■ Provided material ■
»»

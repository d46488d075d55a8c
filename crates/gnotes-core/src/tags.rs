//! Tag handling.
//!
//! Tags are not stored as entities. They live on each note as an ordered,
//! duplicate-free list of non-empty strings, and every count shown to the
//! user is derived by scanning the current note collection.

use std::collections::HashMap;

use serde::{Deserialize, Serialize};

use crate::models::Note;

/// A tag and the number of notes carrying it.
#[derive(Debug, Clone, PartialEq, Eq, Serialize, Deserialize)]
pub struct TagCount {
    pub tag: String,
    pub count: usize,
}

/// Trim a raw tag; empty input yields `None`.
pub fn normalize_tag(raw: &str) -> Option<String> {
    let tag = raw.trim();
    if tag.is_empty() {
        None
    } else {
        Some(tag.to_string())
    }
}

/// Append `raw` to `tags` unless it is blank or already present.
///
/// Returns `true` when the list changed.
pub fn add_tag(tags: &mut Vec<String>, raw: &str) -> bool {
    match normalize_tag(raw) {
        Some(tag) if !tags.contains(&tag) => {
            tags.push(tag);
            true
        }
        _ => false,
    }
}

/// Remove `tag` from `tags`. Returns `true` when it was present.
pub fn remove_tag(tags: &mut Vec<String>, tag: &str) -> bool {
    let before = tags.len();
    tags.retain(|t| t != tag);
    tags.len() != before
}

/// Normalize and de-duplicate, keeping first-seen order.
pub fn sanitize_tags<I, S>(raw: I) -> Vec<String>
where
    I: IntoIterator<Item = S>,
    S: AsRef<str>,
{
    let mut tags = Vec::new();
    for tag in raw {
        add_tag(&mut tags, tag.as_ref());
    }
    tags
}

/// Notes whose tag list contains `tag`; `None` selects every note.
pub fn filter_by_tag<'a>(notes: &'a [Note], tag: Option<&str>) -> Vec<&'a Note> {
    match tag {
        Some(tag) => notes.iter().filter(|n| n.has_tag(tag)).collect(),
        None => notes.iter().collect(),
    }
}

/// Count notes per tag.
///
/// Sorted by descending count; ties keep the order in which tags first
/// appear in the collection.
pub fn tag_counts(notes: &[Note]) -> Vec<TagCount> {
    let mut order: Vec<&str> = Vec::new();
    let mut counts: HashMap<&str, usize> = HashMap::new();

    for note in notes {
        for tag in &note.tags {
            let entry = counts.entry(tag.as_str()).or_insert_with(|| {
                order.push(tag.as_str());
                0
            });
            *entry += 1;
        }
    }

    let mut result: Vec<TagCount> = order
        .into_iter()
        .map(|tag| TagCount {
            tag: tag.to_string(),
            count: counts[tag],
        })
        .collect();
    // sort_by is stable, so first-appearance order survives ties
    result.sort_by(|a, b| b.count.cmp(&a.count));
    result
}

/// The `limit` most used tags.
pub fn top_tags(notes: &[Note], limit: usize) -> Vec<TagCount> {
    let mut counts = tag_counts(notes);
    counts.truncate(limit);
    counts
}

««

Look above and repeat, character for character, the lines from the first one to the line with "use crate::models::Note;", counting both.

■ Response to this task ■
repository d46488d075d55a8c
filename crates/gnotes-core/src/tags.rs
//! Tag handling.
//!
//! Tags are not stored as entities. They live on each note as an ordered,
//! duplicate-free list of non-empty strings, and every count shown to the
//! user is derived by scanning the current note collection.

use std::collections::HashMap;

use serde::{Deserialize, Serialize};

use crate::models::Note;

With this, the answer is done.